The plea of too great sinfulness answered.

THERE are others who plead their sinfulness as an excuse for not receiving the sacrament of the Lord's supper. They say, "we are too wicked to think of performing a duty so sacred. We are often harassed with evil thoughts; our angry passions and carnal lusts are sometimes strongly excited. We often speak unguardedly with our tongues, and occasionally do things which are opposed to the precepts of the gospel, and inconsistent with a profession of religion. We fear, therefore, that to approach the table, would be to add to our guilt, and increase our condemnation."

This is an excuse which it may be considered difficult to answer, because it is offered by persons of very opposite characters. It is a plea which belongs in common to the bold and worldly-minded transgressor, and the timid, self-condemning penitent. And cannot safely be replied to, without making a proper discrimination between them.

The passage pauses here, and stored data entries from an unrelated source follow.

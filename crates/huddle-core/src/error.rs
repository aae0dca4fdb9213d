//! Error types for HUDDLE sessions and transfers
//!
//! Errors are classified so callers can decide between retrying and
//! reporting:
//!
//! - **Transient**: a channel was momentarily closed, a negotiation step
//!   timed out, the signaling socket dropped.
//! - **Permanent**: bad configuration, unknown transfer, malformed frame,
//!   incompatible client version.
//!
//! Failures are always scoped to the smallest affected unit (one thread,
//! one transfer, one peer session); nothing here aborts the process.

use huddle_files::FileError;
use huddle_signaling::SignalingError;
use std::borrow::Cow;
use thiserror::Error;

/// Errors raised by a data channel send
#[derive(Debug, Error, Clone, PartialEq, Eq)]
pub enum ChannelError {
    /// Channel is not in the open state
    #[error("Channel '{0}' is not open")]
    NotOpen(String),

    /// Underlying send failed
    #[error("Channel send failed: {0}")]
    Send(String),

    /// Message could not be encoded
    #[error("Channel encode failed: {0}")]
    Encode(String),
}

/// Errors raised while decoding a transfer frame
#[derive(Debug, Error, Clone, PartialEq, Eq)]
pub enum FrameError {
    /// Fewer bytes than the header announces
    #[error("Frame truncated: need {needed} bytes, have {actual}")]
    Truncated {
        /// Bytes required
        needed: usize,
        /// Bytes available
        actual: usize,
    },

    /// Unknown frame type code
    #[error("Unknown frame type {0}")]
    UnknownType(u32),

    /// Request id is not valid UTF-8
    #[error("Frame id is not valid UTF-8")]
    InvalidId,

    /// Error frame message is not valid UTF-8
    #[error("Frame message is not valid UTF-8")]
    InvalidMessage,
}

/// Errors raised by peer sessions and transfers
#[derive(Debug, Error, Clone)]
pub enum Error {
    // ============ Session Errors ============
    /// Offer/answer or candidate exchange failed
    #[error("Negotiation failed: {0}")]
    Negotiation(Cow<'static, str>),

    /// No session exists for the peer
    #[error("No session for peer {0}")]
    SessionNotFound(String),

    /// Signaling failure
    #[error("Signaling error: {0}")]
    Signaling(#[from] SignalingError),

    // ============ Channel Errors ============
    /// Data channel failure
    #[error("Channel error: {0}")]
    Channel(#[from] ChannelError),

    /// Malformed transfer frame
    #[error("Frame error: {0}")]
    Frame(#[from] FrameError),

    // ============ Transfer Errors ============
    /// One transfer thread failed, which fails the whole transfer
    #[error("Transfer thread failed: {0}")]
    ThreadTransfer(String),

    /// Transfer id is unknown (finished, cancelled or never existed)
    #[error("Transfer not found: {0}")]
    TransferNotFound(String),

    /// Transfer was cancelled
    #[error("Transfer cancelled")]
    Cancelled,

    // ============ I/O Errors ============
    /// File store failure
    #[error("File error: {0}")]
    Io(#[from] FileError),

    // ============ Configuration & Operational Errors ============
    /// Invalid configuration
    #[error("Invalid configuration: {0}")]
    InvalidConfig(Cow<'static, str>),

    /// Operation timed out
    #[error("Operation timed out: {0}")]
    Timeout(Cow<'static, str>),

    /// Internal task or channel has shut down
    #[error("Shut down: {0}")]
    Shutdown(Cow<'static, str>),
}

impl Error {
    /// Create a negotiation error with a static message
    pub const fn negotiation(msg: &'static str) -> Self {
        Self::Negotiation(Cow::Borrowed(msg))
    }

    /// Create a timeout error with a static message
    pub const fn timeout(msg: &'static str) -> Self {
        Self::Timeout(Cow::Borrowed(msg))
    }

    /// Create an invalid configuration error with a static message
    pub const fn invalid_config(msg: &'static str) -> Self {
        Self::InvalidConfig(Cow::Borrowed(msg))
    }

    /// Returns true if this error is transient and may succeed on retry
    pub fn is_transient(&self) -> bool {
        match self {
            Error::Negotiation(_) | Error::Timeout(_) | Error::ThreadTransfer(_) => true,
            Error::Channel(ChannelError::NotOpen(_) | ChannelError::Send(_)) => true,
            Error::Signaling(e) => e.is_recoverable(),
            _ => false,
        }
    }

    /// Returns true if this error is permanent and needs intervention
    pub fn is_permanent(&self) -> bool {
        !self.is_transient()
    }
}

impl From<serde_json::Error> for Error {
    fn from(e: serde_json::Error) -> Self {
        Error::Channel(ChannelError::Encode(e.to_string()))
    }
}

/// Result type for HUDDLE core operations
pub type Result<T> = std::result::Result<T, Error>;

#[cfg(test)]
mod tests {
    use super::*;

    #[test]
    fn test_classification() {
        assert!(Error::negotiation("offer").is_transient());
        assert!(Error::Channel(ChannelError::NotOpen("files".into())).is_transient());
        assert!(Error::Cancelled.is_permanent());
        assert!(Error::invalid_config("threads").is_permanent());
        assert!(Error::Frame(FrameError::UnknownType(9)).is_permanent());
    }

    #[test]
    fn test_signaling_classification_follows_source() {
        let fatal = Error::from(SignalingError::VersionTooOld {
            current: "0.1.0".into(),
            minimum: "0.2.0".into(),
            download_url: None,
        });
        assert!(fatal.is_permanent());

        let dropped = Error::from(SignalingError::Closed);
        assert!(dropped.is_transient());
    }

    #[test]
    fn test_display() {
        let err = Error::TransferNotFound("transfer-42".to_string());
        assert_eq!(err.to_string(), "Transfer not found: transfer-42");

        let err = Error::from(FrameError::Truncated { needed: 8, actual: 3 });
        assert!(err.to_string().contains("need 8 bytes"));
    }
}
//! Lobby orchestrator.
//!
//! Wires the signaling client, the session manager and the transfer engine
//! together for one local member:
//!
//! ```text
//!               ┌──────────────────┐
//!  relay ◀────▶ │ SignalingClient  │
//!               └────────┬─────────┘
//!                        │ SignalingEvent
//!               ┌────────▼─────────┐  LobbyEvent
//!               │ PeerSessionMgr   │ ───────────▶ subscribers
//!               └────────┬─────────┘
//!                        │ ChannelEvent / transports
//!               ┌────────▼─────────┐  TransferProgress
//!               │ TransferEngine   │ ───────────▶ subscribers
//!               └──────────────────┘
//! ```
//!
//! A session that fails or disconnects pauses the transfers with that peer
//! instead of failing them. They resume when the session reconnects and are
//! aborted only when the peer leaves, reconnection is exhausted, or the
//! session stays down for `resume_timeout`.

use crate::config::LobbyConfig;
use crate::error::{Error, Result};
use crate::events::{ChannelEvent, LobbyEvent};
use crate::link::PeerConnector;
use crate::media::{AudioTrack, MediaSource};
use crate::session::{PeerSessionManager, SessionState};
use crate::transfer::{ChunkedTransferEngine, FileDescriptor, ShareAccess, TransferProgress};
use dashmap::DashMap;
use huddle_files::FileStore;
use huddle_signaling::{
    CLIENT_VERSION, ChatMessage, Identity, RegisterMetadata, ShareInfo, SignalMessage,
    SignalingClient,
};
use std::collections::HashMap;
use std::path::PathBuf;
use std::sync::{Arc, Mutex, PoisonError};
use std::time::Duration;
use tokio::sync::{broadcast, mpsc};
use tokio::time::{Instant, MissedTickBehavior};
use tokio_util::sync::CancellationToken;

/// A local member of a lobby
pub struct Lobby {
    config: LobbyConfig,
    client: SignalingClient,
    sessions: Arc<PeerSessionManager>,
    transfers: Arc<ChunkedTransferEngine>,
    published: Arc<DashMap<String, ShareInfo>>,
    media: Option<Arc<dyn MediaSource>>,
    mic_track: Mutex<Option<Arc<dyn AudioTrack>>>,
    tasks: CancellationToken,
}
//! Chunked parallel transfer engine.
//!
//! Both sides of a transfer live here. As requester the engine plans the
//! thread ranges, asks the owner for each one, collects frames into
//! per-thread buffers and writes the merged file once every thread has
//! completed. As owner it serves thread requests from registered share
//! roots, streaming each range in concurrent batches of frames.
//!
//! Whole-file downloads pass a global FIFO admission queue first; at most
//! `max_concurrent_transfers` run at once.
//!
//! While a peer's session is interrupted its transfers are paused, not
//! failed: [`suspend_peer`](ChunkedTransferEngine::suspend_peer) parks the
//! uploads and [`resume_peer`](ChunkedTransferEngine::resume_peer) serves
//! them again and re-requests every unfinished download thread. Frames that
//! arrive twice are ignored by the reassembler.

use crate::channel::DataChannelTransport;
use crate::config::TransferConfig;
use crate::control::{ControlMessage, TransferRequest};
use crate::error::{Error, Result};
use crate::frame::TransferFrame;
use crate::link::PeerId;
use crate::transfer::admission::{AdmissionPermit, AdmissionQueue};
use crate::transfer::progress::TransferProgress;
use crate::transfer::share::ShareAccess;
use crate::transfer::tracker::{ThreadCompletionTracker, TrackerOutcome};
use crate::transfer::{FileDescriptor, TransportProvider, parse_thread_id, thread_request_id};
use dashmap::DashMap;
use dashmap::mapref::entry::Entry;
use futures_util::future::join_all;
use huddle_files::{ByteRange, FileChunker, FileStore, Reassembler, plan_ranges};
use std::collections::VecDeque;
use std::path::{Component, Path, PathBuf};
use std::sync::atomic::{AtomicBool, AtomicU64, Ordering};
use std::sync::{Arc, Mutex, MutexGuard, PoisonError};
use tokio::sync::broadcast;
use tokio_util::sync::CancellationToken;

fn lock<T>(mutex: &Mutex<T>) -> MutexGuard<'_, T> {
    mutex.lock().unwrap_or_else(PoisonError::into_inner)
}

/// State of one download on the requester
struct Download {
    request_id: String,
    descriptor: FileDescriptor,
    save_path: PathBuf,
    ranges: Vec<ByteRange>,
    buffers: Mutex<Option<Reassembler>>,
    tracker: ThreadCompletionTracker,
    slot: Mutex<Option<AdmissionPermit>>,
    cancel: CancellationToken,
    /// Every thread has been asked for once
    requested: AtomicBool,
    /// Claimed by whichever comes first: the final write or a cancel
    settled: AtomicBool,
}

impl Download {
    fn new(
        request_id: String,
        descriptor: FileDescriptor,
        save_path: PathBuf,
        cancel: CancellationToken,
    ) -> Self {
        let ranges = if descriptor.size == 0 {
            Vec::new()
        } else {
            plan_ranges(descriptor.size)
        };
        Self {
            request_id,
            save_path,
            buffers: Mutex::new(Some(Reassembler::new(ranges.len()))),
            tracker: ThreadCompletionTracker::new(ranges.len()),
            slot: Mutex::new(None),
            cancel,
            requested: AtomicBool::new(false),
            settled: AtomicBool::new(false),
            descriptor,
            ranges,
        }
    }

    /// Request for thread `thread`, sent on behalf of `requester`
    fn thread_request(&self, thread: usize, requester: &str) -> TransferRequest {
        let descriptor = &self.descriptor;
        let range = self.ranges[thread];
        TransferRequest {
            request_id: thread_request_id(&self.request_id, thread),
            share_id: descriptor.share_id.clone(),
            owner_id: descriptor.owner_id.clone(),
            requester_id: requester.to_string(),
            file_path: descriptor.path.clone(),
            file_name: descriptor.name.clone(),
            file_size: descriptor.size,
            range_start: Some(range.start),
            range_end: Some(range.end),
            thread_index: Some(thread as u32),
            password: descriptor.password.clone(),
        }
    }

    /// Store a chunk; returns whether the thread finished and the bytes held
    fn insert_chunk(
        &self,
        thread: usize,
        index: u32,
        total: u32,
        data: Vec<u8>,
    ) -> Option<huddle_files::Result<(bool, u64)>> {
        let mut buffers = lock(&self.buffers);
        let buffers = buffers.as_mut()?;
        Some(
            buffers
                .insert_chunk(thread, index, total, data)
                .map(|done| (done, buffers.received_bytes())),
        )
    }

    fn mark_complete(&self, thread: usize, total: u32) -> Option<huddle_files::Result<bool>> {
        let mut buffers = lock(&self.buffers);
        Some(buffers.as_mut()?.mark_complete(thread, total))
    }

    fn take_buffers(&self) -> Option<Reassembler> {
        lock(&self.buffers).take()
    }

    /// Returns `true` for the first caller only
    fn settle(&self) -> bool {
        !self.settled.swap(true, Ordering::AcqRel)
    }

    /// Drop buffers, wake the join and give back the admission slot
    fn release(&self) {
        lock(&self.buffers).take();
        lock(&self.slot).take();
        self.tracker.release();
    }
}

/// A thread being served to a requester
struct Upload {
    peer_id: PeerId,
    request: TransferRequest,
    serial: u64,
    cancel: CancellationToken,
}

/// Chunked parallel transfer engine
pub struct ChunkedTransferEngine {
    local_id: PeerId,
    config: TransferConfig,
    transports: Arc<dyn TransportProvider>,
    store: Arc<dyn FileStore>,
    admission: AdmissionQueue,
    downloads: DashMap<String, Arc<Download>>,
    uploads: DashMap<String, Upload>,
    upload_serial: AtomicU64,
    /// Uploads parked while their requester's session is interrupted
    suspended: DashMap<String, (PeerId, TransferRequest)>,
    shares: DashMap<String, ShareAccess>,
    progress: DashMap<String, TransferProgress>,
    /// Finished request ids, oldest first
    finished: Mutex<VecDeque<String>>,
    progress_tx: broadcast::Sender<TransferProgress>,
    shutdown: CancellationToken,
}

It may be asserted as a general truth which cannot be controverted, that, the Christian religion, including not only its doctrines and promises, but also its ordinances and institutions, is designed for the benefit of sinners. Jesus Christ came "not to call the righteous,

but sinners to repentance." Those only who feel themselves to be sinners, guilty and perishing, will duly appreciate him in his saving offices, or receive his Gospel as glad tidings of great joy. The more Christians know of themselves, the more ready are they to acknowledge the deep corruption of their hearts, and their manifold sins of omission and commission. They realize their daily need of the application of the blood of atonement, to cleanse them from guilt, and of the grace of the Holy Spirit, to subdue their passions and purify their affections. Whenever they address the throne of grace, it is as sinners, pleading for mercy to pardon, and grace to help in every time of need. Whenever they approach the sacramental table, it is, as sinners, who but for an interest in the great sacrifice and spotless righteousness of the Son of God, must perish without hope. And when they are about to enter the eternal world, and take possession of their heavenly inheritance, it will be with feelings of contrition in their hearts, and a prayer for mercy upon their lips. If it be true, therefore, that Christians are saved as sinners, from first to last, it necessarily follows, that the bare fact of our sinfulness, will not unfit us for the communion, or any other religious duty.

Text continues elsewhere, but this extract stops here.